Data extracted from a collection

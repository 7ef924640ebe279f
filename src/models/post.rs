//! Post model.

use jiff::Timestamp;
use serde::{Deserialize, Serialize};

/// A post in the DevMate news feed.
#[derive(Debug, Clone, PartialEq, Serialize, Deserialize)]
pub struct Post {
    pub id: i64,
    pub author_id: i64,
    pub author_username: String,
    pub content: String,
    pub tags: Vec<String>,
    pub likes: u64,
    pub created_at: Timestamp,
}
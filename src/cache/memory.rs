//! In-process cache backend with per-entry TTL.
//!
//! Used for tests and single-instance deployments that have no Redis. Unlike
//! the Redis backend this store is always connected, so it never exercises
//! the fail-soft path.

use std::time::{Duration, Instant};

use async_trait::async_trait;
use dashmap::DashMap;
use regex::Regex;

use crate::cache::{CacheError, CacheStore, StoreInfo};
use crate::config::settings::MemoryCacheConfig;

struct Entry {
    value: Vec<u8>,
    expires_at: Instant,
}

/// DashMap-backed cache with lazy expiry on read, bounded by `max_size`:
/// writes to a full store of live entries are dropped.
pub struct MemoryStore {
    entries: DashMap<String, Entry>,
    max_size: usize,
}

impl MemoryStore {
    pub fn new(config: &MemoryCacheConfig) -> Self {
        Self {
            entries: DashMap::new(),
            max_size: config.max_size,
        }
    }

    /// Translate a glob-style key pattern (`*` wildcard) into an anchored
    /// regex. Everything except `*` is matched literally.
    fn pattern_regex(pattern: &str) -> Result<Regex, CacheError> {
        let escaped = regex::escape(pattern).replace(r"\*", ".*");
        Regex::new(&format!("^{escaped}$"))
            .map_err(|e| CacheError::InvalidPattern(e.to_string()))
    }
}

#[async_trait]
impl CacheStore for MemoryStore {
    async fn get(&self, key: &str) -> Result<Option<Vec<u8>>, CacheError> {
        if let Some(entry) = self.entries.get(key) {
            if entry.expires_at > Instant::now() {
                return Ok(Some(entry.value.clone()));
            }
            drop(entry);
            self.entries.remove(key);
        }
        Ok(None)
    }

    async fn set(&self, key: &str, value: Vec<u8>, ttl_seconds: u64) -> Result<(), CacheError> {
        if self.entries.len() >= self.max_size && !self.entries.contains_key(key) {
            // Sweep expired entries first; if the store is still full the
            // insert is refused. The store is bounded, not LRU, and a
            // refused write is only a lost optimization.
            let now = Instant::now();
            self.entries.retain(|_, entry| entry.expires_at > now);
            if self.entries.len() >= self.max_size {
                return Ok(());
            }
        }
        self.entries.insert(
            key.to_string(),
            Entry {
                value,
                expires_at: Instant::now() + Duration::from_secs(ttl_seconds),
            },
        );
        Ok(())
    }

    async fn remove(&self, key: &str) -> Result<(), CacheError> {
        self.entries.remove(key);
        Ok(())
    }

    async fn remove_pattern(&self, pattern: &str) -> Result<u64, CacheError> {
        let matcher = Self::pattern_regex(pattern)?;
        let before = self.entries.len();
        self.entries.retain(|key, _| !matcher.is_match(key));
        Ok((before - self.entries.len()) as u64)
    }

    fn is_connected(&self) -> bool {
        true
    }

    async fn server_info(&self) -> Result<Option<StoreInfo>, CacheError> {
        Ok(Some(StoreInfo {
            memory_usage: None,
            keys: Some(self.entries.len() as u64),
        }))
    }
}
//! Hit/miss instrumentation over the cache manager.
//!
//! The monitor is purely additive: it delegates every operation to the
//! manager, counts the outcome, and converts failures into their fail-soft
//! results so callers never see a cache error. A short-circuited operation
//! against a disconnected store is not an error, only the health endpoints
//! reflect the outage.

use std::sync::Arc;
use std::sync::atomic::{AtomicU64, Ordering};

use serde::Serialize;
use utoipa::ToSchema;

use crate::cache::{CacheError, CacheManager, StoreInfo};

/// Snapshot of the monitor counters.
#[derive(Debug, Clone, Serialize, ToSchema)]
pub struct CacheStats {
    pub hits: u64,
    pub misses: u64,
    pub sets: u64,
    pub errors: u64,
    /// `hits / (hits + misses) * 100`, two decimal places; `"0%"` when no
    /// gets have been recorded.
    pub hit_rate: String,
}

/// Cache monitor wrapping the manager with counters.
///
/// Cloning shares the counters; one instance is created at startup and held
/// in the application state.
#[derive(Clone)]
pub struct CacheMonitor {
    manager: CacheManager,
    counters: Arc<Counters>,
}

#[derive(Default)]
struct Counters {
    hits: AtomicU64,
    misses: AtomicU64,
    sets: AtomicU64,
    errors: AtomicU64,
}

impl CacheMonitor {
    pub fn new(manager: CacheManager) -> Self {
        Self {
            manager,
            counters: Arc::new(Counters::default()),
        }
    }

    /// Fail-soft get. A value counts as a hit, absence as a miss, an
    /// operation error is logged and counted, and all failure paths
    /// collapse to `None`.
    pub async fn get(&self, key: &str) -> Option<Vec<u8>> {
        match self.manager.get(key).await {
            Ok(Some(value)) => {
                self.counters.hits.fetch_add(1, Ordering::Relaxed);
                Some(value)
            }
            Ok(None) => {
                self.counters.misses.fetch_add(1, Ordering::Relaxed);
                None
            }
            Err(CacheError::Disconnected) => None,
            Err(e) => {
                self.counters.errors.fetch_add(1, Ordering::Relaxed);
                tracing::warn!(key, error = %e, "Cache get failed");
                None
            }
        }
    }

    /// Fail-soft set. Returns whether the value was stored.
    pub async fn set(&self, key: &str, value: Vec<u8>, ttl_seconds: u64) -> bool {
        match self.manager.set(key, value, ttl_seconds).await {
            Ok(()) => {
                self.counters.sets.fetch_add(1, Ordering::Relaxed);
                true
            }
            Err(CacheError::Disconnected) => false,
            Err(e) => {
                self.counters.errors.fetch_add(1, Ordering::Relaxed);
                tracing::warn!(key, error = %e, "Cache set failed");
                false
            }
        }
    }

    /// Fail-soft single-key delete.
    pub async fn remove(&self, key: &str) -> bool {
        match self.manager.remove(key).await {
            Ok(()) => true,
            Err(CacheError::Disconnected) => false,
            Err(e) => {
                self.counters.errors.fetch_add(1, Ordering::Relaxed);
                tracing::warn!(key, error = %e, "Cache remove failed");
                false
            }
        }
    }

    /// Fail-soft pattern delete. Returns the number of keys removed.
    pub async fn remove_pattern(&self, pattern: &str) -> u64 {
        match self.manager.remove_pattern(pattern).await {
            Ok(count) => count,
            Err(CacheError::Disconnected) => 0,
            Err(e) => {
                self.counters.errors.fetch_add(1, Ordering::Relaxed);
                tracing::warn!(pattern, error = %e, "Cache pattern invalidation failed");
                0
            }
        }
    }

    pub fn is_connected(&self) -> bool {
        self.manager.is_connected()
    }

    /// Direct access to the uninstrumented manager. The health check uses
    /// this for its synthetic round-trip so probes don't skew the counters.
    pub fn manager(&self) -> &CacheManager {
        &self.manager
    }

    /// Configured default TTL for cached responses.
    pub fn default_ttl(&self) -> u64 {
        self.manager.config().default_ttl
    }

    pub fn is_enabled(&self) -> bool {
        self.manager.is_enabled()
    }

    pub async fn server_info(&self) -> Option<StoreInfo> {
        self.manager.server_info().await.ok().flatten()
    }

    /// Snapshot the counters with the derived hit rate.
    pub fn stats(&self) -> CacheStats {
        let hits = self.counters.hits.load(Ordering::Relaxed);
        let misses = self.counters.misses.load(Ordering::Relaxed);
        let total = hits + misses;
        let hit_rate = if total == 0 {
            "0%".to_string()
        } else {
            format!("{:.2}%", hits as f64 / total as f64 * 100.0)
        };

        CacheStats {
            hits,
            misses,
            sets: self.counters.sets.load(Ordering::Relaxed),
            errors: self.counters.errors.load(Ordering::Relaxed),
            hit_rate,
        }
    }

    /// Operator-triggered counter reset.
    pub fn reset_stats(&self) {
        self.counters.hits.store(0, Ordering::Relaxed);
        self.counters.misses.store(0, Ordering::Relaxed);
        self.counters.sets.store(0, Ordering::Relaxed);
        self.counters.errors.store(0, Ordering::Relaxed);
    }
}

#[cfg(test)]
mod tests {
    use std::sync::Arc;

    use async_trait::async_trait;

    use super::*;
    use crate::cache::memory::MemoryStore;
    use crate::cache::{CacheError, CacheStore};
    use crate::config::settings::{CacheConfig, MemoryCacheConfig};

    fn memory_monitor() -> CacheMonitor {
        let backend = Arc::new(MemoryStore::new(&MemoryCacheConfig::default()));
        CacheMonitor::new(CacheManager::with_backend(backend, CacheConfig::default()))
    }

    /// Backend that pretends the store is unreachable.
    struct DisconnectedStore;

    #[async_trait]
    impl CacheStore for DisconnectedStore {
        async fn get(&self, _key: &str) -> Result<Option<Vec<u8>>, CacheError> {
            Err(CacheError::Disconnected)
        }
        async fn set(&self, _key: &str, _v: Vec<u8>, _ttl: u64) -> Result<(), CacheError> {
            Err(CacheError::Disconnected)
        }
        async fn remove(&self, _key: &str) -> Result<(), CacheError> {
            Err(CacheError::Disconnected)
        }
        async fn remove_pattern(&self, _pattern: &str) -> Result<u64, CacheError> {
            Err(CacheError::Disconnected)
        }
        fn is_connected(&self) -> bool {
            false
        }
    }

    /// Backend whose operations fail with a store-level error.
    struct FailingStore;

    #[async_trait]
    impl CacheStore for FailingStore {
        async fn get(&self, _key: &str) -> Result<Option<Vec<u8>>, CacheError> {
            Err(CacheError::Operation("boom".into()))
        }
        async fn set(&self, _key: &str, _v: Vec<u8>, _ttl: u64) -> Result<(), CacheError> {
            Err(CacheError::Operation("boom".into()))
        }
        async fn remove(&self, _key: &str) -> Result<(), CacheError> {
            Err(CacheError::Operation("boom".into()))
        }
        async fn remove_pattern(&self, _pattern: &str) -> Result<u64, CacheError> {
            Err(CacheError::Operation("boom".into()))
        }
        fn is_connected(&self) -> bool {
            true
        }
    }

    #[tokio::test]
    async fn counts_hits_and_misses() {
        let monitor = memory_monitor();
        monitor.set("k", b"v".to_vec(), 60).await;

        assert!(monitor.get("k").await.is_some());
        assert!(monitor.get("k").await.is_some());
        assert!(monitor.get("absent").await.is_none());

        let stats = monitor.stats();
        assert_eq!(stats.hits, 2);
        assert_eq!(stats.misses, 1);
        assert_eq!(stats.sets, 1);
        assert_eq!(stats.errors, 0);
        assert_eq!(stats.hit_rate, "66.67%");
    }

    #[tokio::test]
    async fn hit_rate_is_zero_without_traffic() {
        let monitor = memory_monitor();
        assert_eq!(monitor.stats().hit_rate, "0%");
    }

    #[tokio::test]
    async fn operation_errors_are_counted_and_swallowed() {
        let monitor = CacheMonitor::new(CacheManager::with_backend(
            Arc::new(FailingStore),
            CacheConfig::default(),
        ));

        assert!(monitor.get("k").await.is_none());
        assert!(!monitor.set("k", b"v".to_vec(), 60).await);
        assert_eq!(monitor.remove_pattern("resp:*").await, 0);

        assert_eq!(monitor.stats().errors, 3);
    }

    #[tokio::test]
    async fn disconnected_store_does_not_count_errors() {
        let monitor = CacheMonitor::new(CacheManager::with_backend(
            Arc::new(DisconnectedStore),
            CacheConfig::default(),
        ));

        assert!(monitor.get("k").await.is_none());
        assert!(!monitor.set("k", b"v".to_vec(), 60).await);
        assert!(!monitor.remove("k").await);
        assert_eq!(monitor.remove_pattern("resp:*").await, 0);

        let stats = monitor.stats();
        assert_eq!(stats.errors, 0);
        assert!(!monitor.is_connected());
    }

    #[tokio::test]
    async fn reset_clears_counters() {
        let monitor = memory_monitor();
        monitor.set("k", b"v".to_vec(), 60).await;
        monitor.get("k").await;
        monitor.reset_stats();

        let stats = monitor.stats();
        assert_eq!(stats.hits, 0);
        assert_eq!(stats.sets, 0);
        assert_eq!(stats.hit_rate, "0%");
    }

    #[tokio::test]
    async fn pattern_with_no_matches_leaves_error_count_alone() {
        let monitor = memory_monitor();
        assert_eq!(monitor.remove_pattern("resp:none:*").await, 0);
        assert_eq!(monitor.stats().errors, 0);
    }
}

How to complete this task
Each line of the data that holds "impl" should be copied.

Answer to this problem
impl MemoryStore {
impl CacheStore for MemoryStore {
impl CacheMonitor {
    impl CacheStore for DisconnectedStore {
    impl CacheStore for FailingStore {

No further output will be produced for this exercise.